### Input for this task
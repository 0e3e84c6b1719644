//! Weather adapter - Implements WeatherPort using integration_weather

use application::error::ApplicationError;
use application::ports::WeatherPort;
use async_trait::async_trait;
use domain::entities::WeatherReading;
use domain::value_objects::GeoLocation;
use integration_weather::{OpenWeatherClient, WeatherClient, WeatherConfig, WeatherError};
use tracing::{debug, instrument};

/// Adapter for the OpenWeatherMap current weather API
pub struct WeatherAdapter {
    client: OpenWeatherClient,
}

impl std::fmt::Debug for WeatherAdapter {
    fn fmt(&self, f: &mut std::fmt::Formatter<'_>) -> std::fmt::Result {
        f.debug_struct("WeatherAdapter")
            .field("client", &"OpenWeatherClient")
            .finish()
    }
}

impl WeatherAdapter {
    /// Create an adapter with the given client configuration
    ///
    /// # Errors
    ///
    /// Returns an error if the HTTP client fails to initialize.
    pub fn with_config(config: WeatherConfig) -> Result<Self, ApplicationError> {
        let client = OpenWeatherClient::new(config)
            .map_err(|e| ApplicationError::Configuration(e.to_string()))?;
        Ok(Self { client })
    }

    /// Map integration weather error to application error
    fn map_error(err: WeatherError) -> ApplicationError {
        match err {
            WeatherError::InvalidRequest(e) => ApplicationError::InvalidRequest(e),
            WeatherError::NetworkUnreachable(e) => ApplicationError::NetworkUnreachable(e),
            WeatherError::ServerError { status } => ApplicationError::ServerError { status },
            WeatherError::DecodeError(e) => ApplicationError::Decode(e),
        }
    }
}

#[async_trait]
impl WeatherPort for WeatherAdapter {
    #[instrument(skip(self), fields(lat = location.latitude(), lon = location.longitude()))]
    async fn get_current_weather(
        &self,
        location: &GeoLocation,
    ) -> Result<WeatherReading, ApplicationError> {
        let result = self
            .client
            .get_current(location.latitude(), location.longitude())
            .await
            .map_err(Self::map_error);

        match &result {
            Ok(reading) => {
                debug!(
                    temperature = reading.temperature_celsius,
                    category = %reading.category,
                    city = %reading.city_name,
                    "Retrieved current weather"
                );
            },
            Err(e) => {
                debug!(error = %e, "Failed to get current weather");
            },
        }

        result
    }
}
* * *
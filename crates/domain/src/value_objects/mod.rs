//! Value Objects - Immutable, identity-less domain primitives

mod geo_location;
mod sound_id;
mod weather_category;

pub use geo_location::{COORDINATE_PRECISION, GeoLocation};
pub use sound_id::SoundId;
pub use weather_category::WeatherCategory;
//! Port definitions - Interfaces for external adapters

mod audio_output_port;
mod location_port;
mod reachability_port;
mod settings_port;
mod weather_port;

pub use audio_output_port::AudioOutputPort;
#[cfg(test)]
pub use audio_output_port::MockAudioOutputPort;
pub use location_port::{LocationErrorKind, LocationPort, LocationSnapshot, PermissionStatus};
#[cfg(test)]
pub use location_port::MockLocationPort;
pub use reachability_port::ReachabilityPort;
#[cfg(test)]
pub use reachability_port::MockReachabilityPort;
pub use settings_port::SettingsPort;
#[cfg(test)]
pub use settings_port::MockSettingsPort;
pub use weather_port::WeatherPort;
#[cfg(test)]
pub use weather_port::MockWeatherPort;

### What you need to do
Above are the entries. Output exactly the lines beginning with the line that has "for external adapters" and ending with the line that has "pub use weather_port::MockWeatherPort;".

### Result
//! Port definitions - Interfaces for external adapters

mod audio_output_port;
mod location_port;
mod reachability_port;
mod settings_port;
mod weather_port;

pub use audio_output_port::AudioOutputPort;
#[cfg(test)]
pub use audio_output_port::MockAudioOutputPort;
pub use location_port::{LocationErrorKind, LocationPort, LocationSnapshot, PermissionStatus};
#[cfg(test)]
pub use location_port::MockLocationPort;
pub use reachability_port::ReachabilityPort;
#[cfg(test)]
pub use reachability_port::MockReachabilityPort;
pub use settings_port::SettingsPort;
#[cfg(test)]
pub use settings_port::MockSettingsPort;
pub use weather_port::WeatherPort;
#[cfg(test)]
pub use weather_port::MockWeatherPort;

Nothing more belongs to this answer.